Bace2 Protein is an important component in the neurobiology of neurodegenerative diseases. This page provides detailed information about its structure, function, and role in disease processes.
| BACE2 Protein | |
|---|---|
| Protein Name | Beta-Secretase 2 |
| Gene | BACE2 |
| UniProt ID | Q15120 |
| PDB IDs | 1KR6, 1M4H, 2VY5 |
| Molecular Weight56.5 k | Da |
| Subcellular Localization | Endoplasmic reticulum, Golgi, Cell membrane |
| Protein Family | Aspartyl protease family |
The BACE2 (Beta-Secretase 2) protein is an aspartyl protease that can cleave amyloid precursor protein (APP). It shares 64% homology with BACE1, the major beta-secretase. BACE2 can cleave APP at the beta-secretase site to initiate amyloidogenic processing, but also possesses alpha-secretase-like activity that may generate non-amyloidogenic fragments. The physiological functions of BACE2 are less well characterized than BACE1, but it has been studied in the context of Alzheimer's disease pathogenesis, Down syndrome, and diabetes mellitus. BACE2 represents an alternative therapeutic target for amyloid reduction strategies.
BACE2 is an aspartyl protease that cleaves APP and has been studied as a potential therapeutic target for Alzheimer's disease.
BACE2 is a 518-amino acid type I transmembrane protein with a large extracellular/luminal domain (residues 1-460) containing two aspartyl protease active sites (DTGS at positions 93-96 and DTLG at 289-292), a stalk region, transmembrane domain (461-483), and short cytoplasmic tail (484-518). The active site contains the conserved Asp-Thr/Ser-Gly motif characteristic of aspartyl proteases.

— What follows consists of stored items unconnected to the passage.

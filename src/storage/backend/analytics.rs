use async_trait::async_trait;
use chrono::{DateTime, Utc};
use sea_orm::{ColumnTrait, EntityTrait, QueryFilter, QueryOrder, QuerySelect};
use tracing::debug;

use super::SeaOrmStore;
use super::converters::{model_to_stored_event, model_to_visit_record};
use crate::analytics::AnalyticsSource;
use crate::tracking::{StoredEvent, VisitRecord};

use migration::entities::{interaction_event, visitor_analytics};

#[async_trait]
impl AnalyticsSource for SeaOrmStore {
    async fn visits_since(&self, since: DateTime<Utc>) -> anyhow::Result<Vec<VisitRecord>> {
        let models = visitor_analytics::Entity::find()
            .filter(visitor_analytics::Column::CreatedAt.gte(since))
            .order_by_asc(visitor_analytics::Column::CreatedAt)
            .order_by_asc(visitor_analytics::Column::Id)
            .all(&self.db)
            .await
            .map_err(|e| anyhow::anyhow!("Failed to query visits: {}", e))?;

        debug!("Fetched {} visits since {}", models.len(), since);
        Ok(models.into_iter().map(model_to_visit_record).collect())
    }

    async fn recent_events_since(
        &self,
        since: DateTime<Utc>,
        limit: u64,
    ) -> anyhow::Result<Vec<StoredEvent>> {
        let models = interaction_event::Entity::find()
            .filter(interaction_event::Column::CreatedAt.gte(since))
            .order_by_desc(interaction_event::Column::CreatedAt)
            .order_by_desc(interaction_event::Column::Id)
            .limit(limit)
            .all(&self.db)
            .await
            .map_err(|e| anyhow::anyhow!("Failed to query interaction events: {}", e))?;

        debug!("Fetched {} events since {}", models.len(), since);
        Ok(models.into_iter().map(model_to_stored_event).collect())
    }
}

BACE2 cleaves APP at the β-secretase site to initiate amyloidogenic processing, similar to BACE1. However, BACE2 can also cleave within the Aβ domain (β1-β' cleavage) to generate non-amyloidogenic fragments. BACE2 also processes other substrates including the Notch receptor, IL-1R2, and SEZ6. Its physiological functions include roles in pancreatic β-cell function, adipocyte biology, and possibly neuronal development.

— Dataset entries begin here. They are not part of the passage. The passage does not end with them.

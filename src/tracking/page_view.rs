//! 页面访问记录
//!
//! 进入页面时插入一行访问记录并保留句柄，离开页面时按句柄回填
//! 最大滚动深度、停留秒数和点击次数。每次访问最多回填一次。

use parking_lot::Mutex;
use std::sync::Arc;
use std::sync::atomic::{AtomicU64, Ordering};
use tokio::time::Instant;
use tracing::{debug, trace, warn};

use super::sink::VisitStore;
use super::{DeviceClass, NewVisit, TrackingContext, VisitHandle, VisitUpdate};

/// 一次滚动采样
#[derive(Debug, Clone, Copy, PartialEq)]
pub struct ScrollMetrics {
    pub scroll_top: f64,
    pub scroll_height: f64,
    pub viewport_height: f64,
}

impl ScrollMetrics {
    pub fn new(scroll_top: f64, scroll_height: f64, viewport_height: f64) -> Self {
        Self {
            scroll_top,
            scroll_height,
            viewport_height,
        }
    }
}

/// 滚动百分比，页面不可滚动时为 0
pub fn scroll_depth(metrics: ScrollMetrics) -> u8 {
    let scrollable = metrics.scroll_height - metrics.viewport_height;
    if scrollable <= 0.0 || !scrollable.is_finite() {
        return 0;
    }
    let percent = (metrics.scroll_top / scrollable * 100.0).round();
    if percent.is_nan() {
        return 0;
    }
    percent.clamp(0.0, 100.0) as u8
}

struct ActivePage {
    generation: u64,
    path: String,
    handle: Option<VisitHandle>,
    started_at: Instant,
    max_scroll: u8,
    clicks: u32,
}

struct RecorderInner {
    context: TrackingContext,
    store: Arc<dyn VisitStore>,
    page: Mutex<Option<ActivePage>>,
    generation: AtomicU64,
}

/// 页面访问记录器
#[derive(Clone)]
pub struct PageViewRecorder {
    inner: Arc<RecorderInner>,
}

impl PageViewRecorder {
    pub fn new(context: TrackingContext, store: Arc<dyn VisitStore>) -> Self {
        Self {
            inner: Arc::new(RecorderInner {
                context,
                store,
                page: Mutex::new(None),
                generation: AtomicU64::new(0),
            }),
        }
    }

    /// 进入新页面
    ///
    /// 先结束上一个页面，再插入新的访问行。未同意或插入失败时返回 None，
    /// 之后这个页面的离开也不会产生写入。
    pub async fn enter_page(
        &self,
        path: &str,
        viewport_width: u32,
        referrer: Option<String>,
    ) -> Option<VisitHandle> {
        self.leave_page().await;

        let generation = self.inner.generation.fetch_add(1, Ordering::Relaxed) + 1;
        *self.inner.page.lock() = Some(ActivePage {
            generation,
            path: path.to_string(),
            handle: None,
            started_at: Instant::now(),
            max_scroll: 0,
            clicks: 0,
        });

        let context = &self.inner.context;
        if !context.tracking_allowed() {
            trace!("PageViewRecorder: analytics consent missing, {} not recorded", path);
            return None;
        }

        let visit = NewVisit {
            session_id: context.session_id.clone(),
            fingerprint: Some(context.fingerprint.clone()),
            page_path: path.to_string(),
            device_type: DeviceClass::from_width(viewport_width),
            referrer: referrer.filter(|r| !r.is_empty()),
        };

        match self.inner.store.insert_visit(visit).await {
            Ok(handle) => {
                let mut page = self.inner.page.lock();
                match page.as_mut() {
                    Some(active) if active.generation == generation => {
                        active.handle = Some(handle);
                    }
                    _ => {
                        // 插入返回前已经离开，这一行不再回填
                        debug!(
                            "PageViewRecorder: page {} left before insert returned",
                            path
                        );
                    }
                }
                debug!("PageViewRecorder: visit {} recorded for {}", handle.id(), path);
                Some(handle)
            }
            Err(e) => {
                warn!("PageViewRecorder: insert_visit failed for {}: {}", path, e);
                None
            }
        }
    }

    /// 记录一次滚动，返回当前页面的最大滚动深度
    pub fn record_scroll(&self, metrics: ScrollMetrics) -> u8 {
        if !self.inner.context.tracking_allowed() {
            return 0;
        }
        let depth = scroll_depth(metrics);
        let mut page = self.inner.page.lock();
        match page.as_mut() {
            Some(active) => {
                active.max_scroll = active.max_scroll.max(depth);
                active.max_scroll
            }
            None => 0,
        }
    }

    /// 记录一次点击
    pub fn record_click(&self) {
        if !self.inner.context.tracking_allowed() {
            return;
        }
        if let Some(active) = self.inner.page.lock().as_mut() {
            active.clicks = active.clicks.saturating_add(1);
        }
    }

    /// 离开当前页面并回填统计
    ///
    /// 返回本次发出的回填内容；没有可回填的访问行时返回 None。
    pub async fn leave_page(&self) -> Option<VisitUpdate> {
        let active = self.inner.page.lock().take()?;
        let handle = active.handle?;

        if !self.inner.context.tracking_allowed() {
            trace!(
                "PageViewRecorder: consent withdrawn, visit {} not updated",
                handle.id()
            );
            return None;
        }

        let update = VisitUpdate {
            scroll_depth: active.max_scroll,
            time_on_page: u32::try_from(active.started_at.elapsed().as_secs())
                .unwrap_or(u32::MAX),
            clicks: active.clicks,
        };

        match self.inner.store.update_visit(handle, update).await {
            Ok(()) => trace!(
                "PageViewRecorder: visit {} updated for {}",
                handle.id(),
                active.path
            ),
            Err(e) => warn!(
                "PageViewRecorder: update_visit failed for visit {}: {}",
                handle.id(),
                e
            ),
        }
        Some(update)
    }

    pub fn current_path(&self) -> Option<String> {
        self.inner.page.lock().as_ref().map(|p| p.path.clone())
    }

    pub fn current_handle(&self) -> Option<VisitHandle> {
        self.inner.page.lock().as_ref().and_then(|p| p.handle)
    }

    pub fn max_scroll(&self) -> u8 {
        self.inner.page.lock().as_ref().map_or(0, |p| p.max_scroll)
    }

    pub fn clicks(&self) -> u32 {
        self.inner.page.lock().as_ref().map_or(0, |p| p.clicks)
    }
}
//! Interaction event entity (write-once)

use sea_orm::entity::prelude::*;

#[derive(Clone, Debug, PartialEq, DeriveEntityModel, Eq)]
#[sea_orm(table_name = "interaction_events")]
pub struct Model {
    #[sea_orm(primary_key)]
    pub id: i64,
    pub session_id: String,
    pub fingerprint: Option<String>,
    pub event_type: String,
    pub element_id: Option<String>,
    pub element_type: Option<String>,
    pub page_x: Option<i32>,
    pub page_y: Option<i32>,
    pub page_path: String,
    pub project_id: Option<String>,
    /// Serialized JSON object
    #[sea_orm(column_type = "Text", nullable)]
    pub metadata: Option<String>,
    pub created_at: DateTimeUtc,
}

#[derive(Copy, Clone, Debug, EnumIter, DeriveRelation)]
pub enum Relation {}

impl ActiveModelBehavior for ActiveModel {}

BACE2 is overexpressed in AD brain and in Down syndrome (trisomy 21). Its role in AD is complex - while it generates Aβ, its β1-β' cleavage activity may be protective. BACE2 variants are associated with diabetes risk. BACE2 inhibitors have been developed for AD but must be carefully designed to avoid pancreatic toxicity.

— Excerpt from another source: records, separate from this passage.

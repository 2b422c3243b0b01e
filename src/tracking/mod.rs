//! 站点埋点
//!
//! - `EventBatcher`：交互事件排队、防抖后批量写入
//! - `PageViewRecorder`：页面访问插入与离开时回填
//! - `Tracker`：把两者绑定到同一个 `TrackingContext`
//!
//! 所有写入都先经过 analytics 同意检查，写入失败只记录日志。

pub mod batcher;
pub mod event;
pub mod page_view;
pub mod sink;
pub mod timer;
pub mod visit;

use std::sync::Arc;
use tokio::time::Duration;
use tracing::debug;

use crate::config::TrackingConfig;
use crate::consent::{ConsentCategory, ConsentGate};
use crate::identity::{DeviceSignals, Fingerprint, IdentityResolver, SessionId};

pub use batcher::{EventBatcher, FlushOutcome};
pub use event::{EventRecord, EventType, NewEvent, StoredEvent};
pub use page_view::{PageViewRecorder, ScrollMetrics, scroll_depth};
pub use sink::{EventStore, NoopTelemetry, TelemetrySink, VisitStore};
pub use timer::DebounceTimer;
pub use visit::{DeviceClass, NewVisit, VisitHandle, VisitRecord, VisitUpdate};

/// 默认防抖时长
pub const DEFAULT_DEBOUNCE: Duration = Duration::from_millis(2000);

/// 一次页面生命周期内不变的身份与同意信息
#[derive(Clone)]
pub struct TrackingContext {
    pub session_id: SessionId,
    pub fingerprint: Fingerprint,
    pub consent: ConsentGate,
}

impl TrackingContext {
    pub fn new(session_id: SessionId, fingerprint: Fingerprint, consent: ConsentGate) -> Self {
        Self {
            session_id,
            fingerprint,
            consent,
        }
    }

    /// 通过身份解析器取得会话 ID 和指纹
    pub fn resolve(
        identity: &IdentityResolver,
        signals: &DeviceSignals,
        consent: ConsentGate,
    ) -> Self {
        Self::new(identity.session_id(), identity.fingerprint(signals), consent)
    }

    pub fn tracking_allowed(&self) -> bool {
        self.consent.has_consent(ConsentCategory::Analytics)
    }
}

/// 页面埋点门面
#[derive(Clone)]
pub struct Tracker {
    context: TrackingContext,
    batcher: EventBatcher,
    recorder: PageViewRecorder,
    enabled: bool,
}

impl Tracker {
    pub fn new(
        context: TrackingContext,
        events: Arc<dyn EventStore>,
        visits: Arc<dyn VisitStore>,
        debounce: Duration,
    ) -> Self {
        Self {
            batcher: EventBatcher::new(context.clone(), events, debounce),
            recorder: PageViewRecorder::new(context.clone(), visits),
            context,
            enabled: true,
        }
    }

    /// 按 `tracking` 配置段构建
    ///
    /// `enabled = false` 时所有写入路径都是空操作，与同意状态无关。
    pub fn from_config(
        config: &TrackingConfig,
        context: TrackingContext,
        events: Arc<dyn EventStore>,
        visits: Arc<dyn VisitStore>,
    ) -> Self {
        let mut tracker = Self::new(
            context,
            events,
            visits,
            Duration::from_millis(config.debounce_ms),
        );
        tracker.enabled = config.enabled;
        if !tracker.enabled {
            debug!("Tracker: tracking disabled by config");
        }
        tracker
    }

    pub fn is_enabled(&self) -> bool {
        self.enabled
    }

    /// 调用方使用的埋点入口，关闭埋点时为空实现
    pub fn telemetry(&self) -> Arc<dyn TelemetrySink> {
        if self.enabled {
            Arc::new(self.clone())
        } else {
            Arc::new(NoopTelemetry)
        }
    }

    /// 路由切换：写出上一页的事件并回填访问，再记录新页面
    pub async fn navigate(
        &self,
        path: &str,
        viewport_width: u32,
        referrer: Option<String>,
    ) -> Option<VisitHandle> {
        if !self.enabled {
            return None;
        }
        debug!("Tracker: navigating to {}", path);
        self.batcher.teardown();
        self.recorder.leave_page().await;
        self.batcher.set_current_path(path);
        self.recorder.enter_page(path, viewport_width, referrer).await
    }

    /// 记录一次交互，同时计入当前页面的点击数
    pub fn click(&self, event: NewEvent) -> bool {
        if !self.enabled {
            return false;
        }
        self.recorder.record_click();
        self.batcher.track_event(event)
    }

    /// 记录非点击类事件（曝光、表单提交等）
    pub fn track(&self, event: NewEvent) -> bool {
        if !self.enabled {
            return false;
        }
        self.batcher.track_event(event)
    }

    pub fn scroll(&self, metrics: ScrollMetrics) -> u8 {
        if !self.enabled {
            return 0;
        }
        self.recorder.record_scroll(metrics)
    }

    /// 页面关闭：回填当前访问并写出剩余事件
    pub async fn shutdown(&self) -> FlushOutcome {
        if !self.enabled {
            return FlushOutcome::Skipped;
        }
        self.recorder.leave_page().await;
        match self.batcher.teardown().await {
            Ok(outcome) => outcome,
            Err(e) => {
                tracing::warn!("Tracker: final flush task failed: {}", e);
                FlushOutcome::Dropped(0)
            }
        }
    }

    pub fn context(&self) -> &TrackingContext {
        &self.context
    }

    pub fn batcher(&self) -> &EventBatcher {
        &self.batcher
    }

    pub fn recorder(&self) -> &PageViewRecorder {
        &self.recorder
    }
}

impl TelemetrySink for Tracker {
    fn record(&self, event: NewEvent) {
        self.track(event);
    }
}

BACE2 inhibitors are in development. Unlike BACE1, BACE2 inhibition may have fewer cognitive side effects. However, its physiological functions in pancreas and other tissues raise safety concerns. Dual BACE1/BACE2 inhibitors have been explored. Substrate-specific inhibitors that preserve beneficial activities are being investigated.
BACE2 expression pattern:
The study of Bace2 Protein has evolved significantly over the past decades. Research in this area has revealed important insights into the underlying mechanisms of neurodegeneration and continues to drive therapeutic development.
Historical context and key discoveries in this field have shaped our current understanding and will continue to guide future research directions.